I’m a huge fan of Jackery Portable Power Stations. In fact I’m not sure how I ever lived without them.
The pic on the left is the Jackery Explorer 1000 and does it ever pack a punch. You can look up the specs and how many things it can charge and how many times. That’s not what this blog is about.
It’s about improving the experience and maybe saving a few dollars along the way.
A device like this lends itself to being used in an outdoor, camping type environment. There’s not a real need to use one in a home or office that has plenty of outlets unless you are frugal and like to charge your items for free to reduce the electricity bill. To be frankly honest though, charging your cell phone by portable power station won’t save you that much money but of course every little bit helps.
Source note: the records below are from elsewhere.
// SPDX-License-Identifier: BSD-3-Clause
// Copyright (c) 2026 Aleksandr Ptakhin

//! Engine-neutral shapes of what the search collaborator hands back.

use serde_json::Value;
use std::collections::HashMap;

/// A single search hit before decoding
#[derive(Debug, Clone, PartialEq)]
pub struct RawHit {
    /// Stored document payload
    pub source: Value,
    /// Sort values computed by the engine, primary key first
    pub sort: Vec<Value>,
}

#[derive(Debug, Clone, PartialEq, Eq)]
pub struct RawBucket {
    pub key: String,
    pub doc_count: u64,
}

/// Aggregation name -> buckets in engine order
pub type RawAggregations = HashMap<String, Vec<RawBucket>>;

#[derive(Debug, Clone, Default, PartialEq)]
pub struct RawSearchResponse {
    /// Exact total hit count
    pub total: u64,
    pub hits: Vec<RawHit>,
    pub aggregations: RawAggregations,
}

/// One completion option
#[derive(Debug, Clone, PartialEq, Eq)]
pub struct RawSuggestion {
    pub text: String,
}
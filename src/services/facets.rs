// SPDX-License-Identifier: BSD-3-Clause
// Copyright (c) 2026 Aleksandr Ptakhin

use crate::models::engine::RawAggregations;
use crate::models::search::FacetMap;
use crate::services::aggregation::{Facet, FACETS};

/// Collect facet bucket keys in engine order.
///
/// A missing aggregation yields an empty list for that facet.
pub fn extract_facets(raw: &RawAggregations) -> FacetMap {
    let mut facets = FacetMap::default();

    for def in FACETS.iter() {
        let keys: Vec<String> = raw
            .get(def.aggregation)
            .map(|buckets| {
                buckets
                    .iter()
                    .take(def.size)
                    .map(|bucket| bucket.key.clone())
                    .collect()
            })
            .unwrap_or_default();

        match def.facet {
            Facet::Brand => facets.brand = keys,
            Facet::City => facets.city = keys,
            Facet::StarRating => facets.star_rating = keys,
        }
    }

    facets
}

#[cfg(test)]
mod tests {
    use super::*;
    use crate::models::engine::RawBucket;

    fn buckets(keys: &[(&str, u64)]) -> Vec<RawBucket> {
        keys.iter()
            .map(|(key, doc_count)| RawBucket {
                key: key.to_string(),
                doc_count: *doc_count,
            })
            .collect()
    }

    #[test]
    fn test_extract_all_facets_in_engine_order() {
        let raw = RawAggregations::from([
            ("brandAgg".to_string(), buckets(&[("7天酒店", 30), ("如家", 30), ("皇冠假日", 17)])),
            ("cityAgg".to_string(), buckets(&[("上海", 83), ("北京", 62)])),
            ("starNameAgg".to_string(), buckets(&[("二钻", 84), ("五星级", 79)])),
        ]);

        let facets = extract_facets(&raw);
        assert_eq!(facets.brand, vec!["7天酒店", "如家", "皇冠假日"]);
        assert_eq!(facets.city, vec!["上海", "北京"]);
        assert_eq!(facets.star_rating, vec!["二钻", "五星级"]);
    }

    #[test]
    fn test_only_brand_aggregation_present() {
        let raw = RawAggregations::from([("brandAgg".to_string(), buckets(&[("汉庭", 5)]))]);

        let facets = extract_facets(&raw);
        assert_eq!(
            facets,
            FacetMap {
                brand: vec!["汉庭".to_string()],
                city: vec![],
                star_rating: vec![],
            }
        );
    }

    #[test]
    fn test_no_aggregations_is_empty_not_error() {
        assert_eq!(extract_facets(&RawAggregations::new()), FacetMap::default());
    }

    #[test]
    fn test_brand_capped_at_bucket_limit() {
        let many: Vec<RawBucket> = (0..30)
            .map(|i| RawBucket {
                key: format!("brand-{}", i),
                doc_count: 100 - i,
            })
            .collect();
        let raw = RawAggregations::from([("brandAgg".to_string(), many)]);

        let facets = extract_facets(&raw);
        assert_eq!(facets.brand.len(), 20);
        assert_eq!(facets.brand[0], "brand-0");
        assert_eq!(facets.brand[19], "brand-19");
    }
}
// SPDX-License-Identifier: BSD-3-Clause
// Copyright (c) 2026 Aleksandr Ptakhin

//! Engine-agnostic representation of a compiled hotel query.

use crate::models::query::GeoPoint;

/// The single scoring clause of a plan.
#[derive(Debug, Clone, PartialEq, Eq)]
pub enum MustClause {
    MatchAll,
    /// Relevance match of `text` against `field`
    Match { field: String, text: String },
}

/// Non-scoring clause; every filter must hold for a document to match.
#[derive(Debug, Clone, PartialEq, Eq, Hash, PartialOrd, Ord)]
pub enum FilterClause {
    /// Exact equality on a keyword field
    Term { field: String, value: String },
    /// Inclusive range on a numeric field
    Range { field: String, gte: i64, lte: i64 },
}

/// Score multiplier for documents whose `field` equals `value`.
///
/// Applied through a function-score wrapper, so it only reorders matches.
#[derive(Debug, Clone, PartialEq)]
pub struct BoostRule {
    pub field: String,
    pub value: bool,
    pub weight: f64,
}

#[derive(Debug, Clone, Copy, PartialEq, Eq)]
pub enum DistanceUnit {
    Kilometers,
}

impl DistanceUnit {
    pub fn as_str(&self) -> &'static str {
        match self {
            DistanceUnit::Kilometers => "km",
        }
    }
}

/// Ascending great-circle distance ordering from `origin`.
#[derive(Debug, Clone, PartialEq)]
pub struct GeoSort {
    pub field: String,
    pub origin: GeoPoint,
    pub unit: DistanceUnit,
}

#[derive(Debug, Clone, Copy, PartialEq, Eq)]
pub struct Window {
    pub offset: u64,
    pub limit: u64,
}

/// Bucket-count aggregation over a keyword field.
#[derive(Debug, Clone, PartialEq, Eq)]
pub struct TermsAggregation {
    pub name: String,
    pub field: String,
    pub size: usize,
}

#[derive(Debug, Clone, PartialEq)]
pub struct QueryPlan {
    pub must: MustClause,
    pub filters: Vec<FilterClause>,
    pub boost: Option<BoostRule>,
    /// `None` keeps the engine's relevance ordering
    pub sort: Option<GeoSort>,
    pub window: Window,
    pub aggregations: Vec<TermsAggregation>,
}

impl QueryPlan {
    pub fn is_geo_sorted(&self) -> bool {
        self.sort.is_some()
    }
}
Also to realize that savings you’d need to make sure you aren’t charging the power station by AC input power because to charge it by your own outlets would be counter productive.
But to charge the device they recommend their own solar panels which they call the SolarSaga.
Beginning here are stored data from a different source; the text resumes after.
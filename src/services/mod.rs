// SPDX-License-Identifier: BSD-3-Clause
// Copyright (c) 2026 Aleksandr Ptakhin

pub mod aggregation;
pub mod compiler;
pub mod elasticsearch;
pub mod engine;
pub mod facets;
pub mod hotel;
pub mod logging;
pub mod projector;
pub mod suggestions;
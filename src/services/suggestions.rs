// SPDX-License-Identifier: BSD-3-Clause
// Copyright (c) 2026 Aleksandr Ptakhin

use crate::models::engine::RawSuggestion;

/// Maximum number of completions returned for one prefix
pub const SUGGESTION_SIZE: usize = 10;

/// Separator joining multi-token suggestion inputs in the index
const TOKEN_SEPARATOR: char = '/';

/// Prepare completion options for display.
///
/// Options arrive already deduplicated by the engine; order is kept and
/// each separator becomes a line break.
pub fn normalize(options: Vec<RawSuggestion>) -> Vec<String> {
    options
        .into_iter()
        .take(SUGGESTION_SIZE)
        .map(|option| {
            if option.text.contains(TOKEN_SEPARATOR) {
                option.text.replace(TOKEN_SEPARATOR, "\n")
            } else {
                option.text
            }
        })
        .collect()
}
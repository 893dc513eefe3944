// SPDX-License-Identifier: BSD-3-Clause
// Copyright (c) 2026 Aleksandr Ptakhin

//! Hotel search operations: list, filter facets, and autocomplete.

use crate::error::Result;
use crate::models::query::QuerySpec;
use crate::models::search::{FacetMap, PageResult};
use crate::services::aggregation::plan_facets;
use crate::services::compiler::compile;
use crate::services::engine::SearchEngine;
use crate::services::facets::extract_facets;
use crate::services::logging::truncate_for_log;
use crate::services::projector::project;
use crate::services::suggestions::{normalize, SUGGESTION_SIZE};
use std::sync::Arc;
use tracing::{debug, info};

/// Runs hotel queries through an injected [`SearchEngine`].
pub struct HotelService {
    engine: Arc<dyn SearchEngine>,
}

impl HotelService {
    pub fn new(engine: Arc<dyn SearchEngine>) -> Self {
        Self { engine }
    }

    /// Search hotels and return one page of results.
    pub async fn search(&self, spec: &QuerySpec) -> Result<PageResult> {
        let plan = compile(spec)?;
        debug!(?plan, "Compiled hotel search");

        let raw = self.engine.execute(&plan).await?;
        let page = project(raw, &plan)?;

        info!(
            total = page.total,
            returned = page.hotels.len(),
            page = spec.page,
            "Hotel search completed"
        );
        Ok(page)
    }

    /// Facet values (brand, city, star rating) under the current filters.
    pub async fn filters(&self, spec: &QuerySpec) -> Result<FacetMap> {
        let plan = plan_facets(compile(spec)?);
        debug!(?plan, "Compiled facet request");

        let raw = self.engine.execute(&plan).await?;
        Ok(extract_facets(&raw.aggregations))
    }

    /// Autocomplete for a typed prefix.
    pub async fn suggestion(&self, prefix: &str) -> Result<Vec<String>> {
        if prefix.is_empty() {
            return Ok(Vec::new());
        }

        let options = self.engine.suggest(prefix, SUGGESTION_SIZE, true).await?;
        let suggestions = normalize(options);

        debug!(
            prefix = %truncate_for_log(prefix),
            count = suggestions.len(),
            "Suggestions resolved"
        );
        Ok(suggestions)
    }
}
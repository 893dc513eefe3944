// SPDX-License-Identifier: BSD-3-Clause
// Copyright (c) 2026 Aleksandr Ptakhin

//! Application state, route handlers, and router construction.
//!
//! This module is `pub` so that integration tests can build a test router directly
//! without starting the full binary.

use crate::error::SearchError;
use crate::models::query::{GeoPoint, QuerySpec, RequestParams};
use crate::models::search::{FacetMap, HotelDoc, PageResult, SuggestionQuery};
use crate::models::version::VersionResponse;
use crate::services::hotel::HotelService;
use axum::{
    extract::{rejection::JsonRejection, Query, State},
    routing::{get, post},
    Json, Router,
};
use std::collections::BTreeMap;
use std::sync::Arc;
use utoipa::OpenApi;

/// Application version extracted from `Cargo.toml` at compile time.
/// The patch segment can be overridden via `HOTEL_SEARCH_PATCH_VERSION` (see `build.rs`).
pub const VERSION: &str = env!("HOTEL_SEARCH_VERSION");

/// Shared application state injected into every route handler via `State<AppState>`.
#[derive(Clone)]
pub struct AppState {
    pub hotel_service: Arc<HotelService>,
    /// Index name reported by `/version`
    pub index: String,
}

#[derive(OpenApi)]
#[openapi(components(schemas(
    RequestParams,
    GeoPoint,
    HotelDoc,
    PageResult,
    FacetMap,
    SuggestionQuery,
    VersionResponse
)))]
pub struct HotelApiDoc;

// ---------------------------------------------------------------------------
// Route handlers
// ---------------------------------------------------------------------------

pub async fn version_handler(State(state): State<AppState>) -> Json<VersionResponse> {
    Json(VersionResponse {
        service: "hotel-search".to_string(),
        version: VERSION.to_string(),
        index: state.index.clone(),
    })
}

/// POST /hotel/list - One page of hotels matching the request.
pub async fn list_handler(
    State(state): State<AppState>,
    payload: Result<Json<RequestParams>, JsonRejection>,
) -> Result<Json<PageResult>, SearchError> {
    let Json(payload) = payload?;
    let spec = QuerySpec::try_from(payload)?;
    state.hotel_service.search(&spec).await.map(Json)
}

/// POST /hotel/filters - Facet values for the filter panel, keyed by label.
pub async fn filters_handler(
    State(state): State<AppState>,
    payload: Result<Json<RequestParams>, JsonRejection>,
) -> Result<Json<BTreeMap<String, Vec<String>>>, SearchError> {
    let Json(payload) = payload?;
    let spec = QuerySpec::try_from(payload)?;
    let facets = state.hotel_service.filters(&spec).await?;
    Ok(Json(facets.labelled()))
}

/// GET /hotel/suggestion?key=... - Autocomplete for the search box.
pub async fn suggestion_handler(
    State(state): State<AppState>,
    Query(query): Query<SuggestionQuery>,
) -> Result<Json<Vec<String>>, SearchError> {
    state.hotel_service.suggestion(&query.key).await.map(Json)
}

pub async fn openapi_handler() -> Json<utoipa::openapi::OpenApi> {
    Json(HotelApiDoc::openapi())
}

// ---------------------------------------------------------------------------
// Router
// ---------------------------------------------------------------------------

/// Build the Axum application router.
pub fn create_router(state: AppState) -> Router {
    Router::new()
        .route("/version", get(version_handler))
        .route("/hotel/list", post(list_handler))
        .route("/hotel/filters", post(filters_handler))
        .route("/hotel/suggestion", get(suggestion_handler))
        .route("/api-docs/openapi.json", get(openapi_handler))
        .with_state(state)
}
The SolarSaga is cool, it really is. It is stylish, attractive, folds easily, transports and stores easily, is a snap to set up, has a storage pocket for the cable and even has USB charging ports. The downside is that the SolarSaga100 costs $300.
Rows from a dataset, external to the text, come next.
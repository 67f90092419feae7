//! Configuration types for the orchestration engine

use crate::error::{Result, TaxisError};
use crate::observability::ObservabilityConfig;
use crate::policy::PolicyConfig;
use crate::router::RouterConfig;
use crate::safety::SafetyConfig;
use figment::{
    Figment,
    providers::{Env, Format, Serialized, Toml},
};
use serde::{Deserialize, Serialize};
use std::path::Path;

/// Default configuration file, looked up in the working directory
pub const CONFIG_FILE: &str = "taxis.toml";

/// Environment variable naming an extra configuration file
pub const CONFIG_PATH_ENV: &str = "TAXIS_CONFIG_PATH";

/// Prefix of environment overrides; nested keys are separated by `__`
pub const ENV_PREFIX: &str = "TAXIS_";

/// Main configuration
#[derive(Debug, Clone, Default, PartialEq, Serialize, Deserialize)]
#[serde(default)]
pub struct TaxisConfig {
    /// Pattern rules and classifier weights
    pub router: RouterConfig,

    /// Per-tier and per-tool execution policies
    pub policy: PolicyConfig,

    /// Allowlists, global sandbox, quotas and idempotency TTL
    pub safety: SafetyConfig,

    /// Decision ledger settings
    pub observability: ObservabilityConfig,
}

impl TaxisConfig {
    /// Load configuration
    ///
    /// Loads in this order, later sources overriding earlier ones:
    /// 1. Defaults
    /// 2. `taxis.toml` in the working directory
    /// 3. The file named by `TAXIS_CONFIG_PATH`
    /// 4. `TAXIS_*` environment variables (e.g. `TAXIS_SAFETY__QUOTAS__MAX_CONCURRENCY=2`)
    ///
    /// # Errors
    ///
    /// Returns an error if a source cannot be parsed or the result is invalid.
    pub fn load() -> Result<Self> {
        let mut figment = Figment::from(Serialized::defaults(TaxisConfig::default()))
            .merge(Toml::file(CONFIG_FILE));

        if let Ok(path) = std::env::var(CONFIG_PATH_ENV) {
            figment = figment.merge(Toml::file(path));
        }

        let figment = figment.merge(
            Env::prefixed(ENV_PREFIX)
                .ignore(&["config_path"])
                .split("__"),
        );

        Self::extract(figment, "Failed to load configuration")
    }

    /// Load configuration from a specific file, over the defaults
    ///
    /// # Errors
    ///
    /// Returns an error if the file cannot be read or parsed.
    pub fn from_file(path: impl AsRef<Path>) -> Result<Self> {
        let figment = Figment::from(Serialized::defaults(TaxisConfig::default()))
            .merge(Toml::file(path.as_ref()));
        Self::extract(figment, "Failed to load configuration file")
    }

    /// Parse configuration from TOML text, over the defaults
    pub fn from_toml(text: &str) -> Result<Self> {
        let figment =
            Figment::from(Serialized::defaults(TaxisConfig::default())).merge(Toml::string(text));
        Self::extract(figment, "Failed to parse configuration")
    }

    fn extract(figment: Figment, context: &str) -> Result<Self> {
        let config: TaxisConfig = figment
            .extract()
            .map_err(|e| TaxisError::Configuration(format!("{}: {}", context, e)))?;
        config.validate()?;
        Ok(config)
    }

    /// Reject configurations the layers cannot run with
    ///
    /// # Errors
    ///
    /// Returns an error for zero quotas, zero ledger capacity or a zero
    /// candidate count.
    pub fn validate(&self) -> Result<()> {
        if !self.safety.quotas.is_valid() {
            return Err(TaxisError::Configuration(
                "safety.quotas: every quota must be greater than zero".to_string(),
            ));
        }
        if self.observability.max_records == 0 {
            return Err(TaxisError::Configuration(
                "observability.max_records must be greater than zero".to_string(),
            ));
        }
        if self.router.top_k == 0 {
            return Err(TaxisError::Configuration(
                "router.top_k must be greater than zero".to_string(),
            ));
        }
        if !(0.0..1.0).contains(&self.router.min_score) {
            return Err(TaxisError::Configuration(format!(
                "router.min_score must be in [0, 1), got {}",
                self.router.min_score
            )));
        }
        let policies = self
            .policy
            .risk
            .iter()
            .map(|(risk, p)| (risk.as_str().to_string(), p))
            .chain(self.policy.tools.iter().map(|(tool, p)| (tool.clone(), p)));
        for (name, policy) in policies {
            if policy.timeout.is_some_and(|t| t.is_zero()) {
                return Err(TaxisError::Configuration(format!(
                    "policy for '{}' has a zero timeout",
                    name
                )));
            }
            if let Some(breaker) = &policy.circuit_breaker
                && breaker.failure_threshold == 0
            {
                return Err(TaxisError::Configuration(format!(
                    "policy for '{}' has a zero circuit breaker threshold",
                    name
                )));
            }
        }
        Ok(())
    }
}

#[cfg(test)]
mod tests {
    use super::*;
    use crate::policy::ExecutionPolicy;
    use crate::tools::{RiskLevel, ToolSpec};
    use std::time::Duration;

    #[test]
    fn test_defaults_are_valid() {
        let config = TaxisConfig::default();
        assert!(config.validate().is_ok());
        assert_eq!(config.router.top_k, 2);
        assert_eq!(config.observability.max_records, 1000);
    }

    #[test]
    fn test_from_toml_overrides_sections() {
        let config = TaxisConfig::from_toml(
            r#"
            [router]
            shadow_scoring = false

            [[router.rules]]
            name = "cat_verb"
            pattern = "\\bcat\\b"
            tool = "read_file"

            [safety]
            idempotency_ttl = "1m"

            [safety.quotas]
            max_concurrency = 2

            [policy.tools.run_command]
            timeout = "2s"
            retries = 0

            [observability]
            max_records = 50
            "#,
        )
        .unwrap();

        assert!(!config.router.shadow_scoring);
        assert_eq!(config.router.rules[0].confidence, 0.8);
        assert_eq!(config.safety.idempotency_ttl, Duration::from_secs(60));
        assert_eq!(config.safety.quotas.max_concurrency, 2);
        assert_eq!(config.safety.quotas.max_memory_mb, 1024);
        assert_eq!(
            config.policy.tools["run_command"].timeout,
            Some(Duration::from_secs(2))
        );
        assert_eq!(config.policy.tools["run_command"].retries, Some(0));
        assert_eq!(config.observability.max_records, 50);
    }

    #[test]
    fn test_risk_tier_override_keys() {
        let config = TaxisConfig::from_toml(
            r#"
            [policy.risk.high]
            timeout = "10s"
            require_approval = false
            "#,
        )
        .unwrap();
        let spec = ToolSpec::new("write_file", "").with_risk(RiskLevel::High);
        let policy = config.policy.policy_for(&spec);
        assert!(!policy.require_approval);
        assert_eq!(policy.timeout, Duration::from_secs(10));
        assert_eq!(policy.retries, 3);
        assert!(policy.circuit_breaker.is_some());
    }

    #[test]
    fn test_partial_override_keeps_critical_guards() {
        let config =
            TaxisConfig::from_toml("[policy.risk.critical]\nrequire_approval = false").unwrap();
        let spec = ToolSpec::new("run_command", "").with_risk(RiskLevel::Critical);
        let policy = config.policy.policy_for(&spec);

        let expected = ExecutionPolicy::for_risk(RiskLevel::Critical).with_approval(false);
        assert_eq!(policy, expected);
        assert!(policy.sandbox.is_some_and(|s| !s.network));
    }

    #[test]
    fn test_override_can_remove_guards() {
        let config = TaxisConfig::from_toml(
            r#"
            [policy.tools.run_command]
            sandbox_enabled = false
            circuit_breaker_enabled = false
            "#,
        )
        .unwrap();
        let spec = ToolSpec::new("run_command", "").with_risk(RiskLevel::Critical);
        let policy = config.policy.policy_for(&spec);
        assert!(policy.sandbox.is_none());
        assert!(policy.circuit_breaker.is_none());
        assert_eq!(policy.retries, 5);
        assert!(policy.require_approval);
    }

    #[test]
    fn test_zero_timeout_override_rejected() {
        let err = TaxisConfig::from_toml("[policy.risk.low]\ntimeout = \"0s\"").unwrap_err();
        assert!(matches!(err, TaxisError::Configuration(_)));
    }

    #[test]
    fn test_zero_quota_rejected() {
        let err = TaxisConfig::from_toml("[safety.quotas]\nmax_concurrency = 0").unwrap_err();
        assert!(matches!(err, TaxisError::Configuration(_)));
    }

    #[test]
    fn test_zero_capacity_rejected() {
        let mut config = TaxisConfig::default();
        config.observability.max_records = 0;
        assert!(config.validate().is_err());
    }

    #[test]
    fn test_from_file() {
        let dir = tempfile::tempdir().unwrap();
        let path = dir.path().join("taxis.toml");
        std::fs::write(&path, "[router]\ntop_k = 3\n").unwrap();

        let config = TaxisConfig::from_file(&path).unwrap();
        assert_eq!(config.router.top_k, 3);
        assert!(config.router.default_rules);
    }
}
However, one of the GREAT attributes of the Jackery devices is they accept 12v – 30v input power. All you need is an adapter cable that is an MC4 to 8mm cable.
Then you can hook it up to standard 12v panels without a charge controller. The 2 panels below are 200 watt when wired in parallel and cost way less than a single Jackery SolarSaga, much less two of them which is what they recommend. You can save a ton by using regular solar panels instead of the SolarSaga.
Also the new Jackery Explorer 1000 has an Anderson input connector. The supplied cable on the SolarSaga is an Anderson on the end that connects to the SolarSaga and an 8mm that connects to the power station. You can utilize the Anderson Input if you buy an additional cable.
Unfortunately you can’t seem to use both inputs at the same time BUT USING THE ANDERSON CABLE ALLOWS SLIGHTLY MORE INPUT CHARGING. Translation: You’ll get a faster charge with the Anderson to Anderson Cable on the SolarSaga.
Another way to improve the experience is to make sure your Jackery is away from anything that is susceptible to RF emissions. When any of my Jackery power stations are on (AC turned on) and near an AM or Shortwave radio it just wreaks havoc with the reception. Keep the Jackery away from your radios. Inverters are typically noisy. The Jackery is no exception.
It’s not as bad as my Solar Inverter but its still pretty bad. Very few inverters have proper filtering on them.
The Jackery are very powerful but very simple devices. Just adding a couple of cables to your repertoire will greatly improve your experience and usability.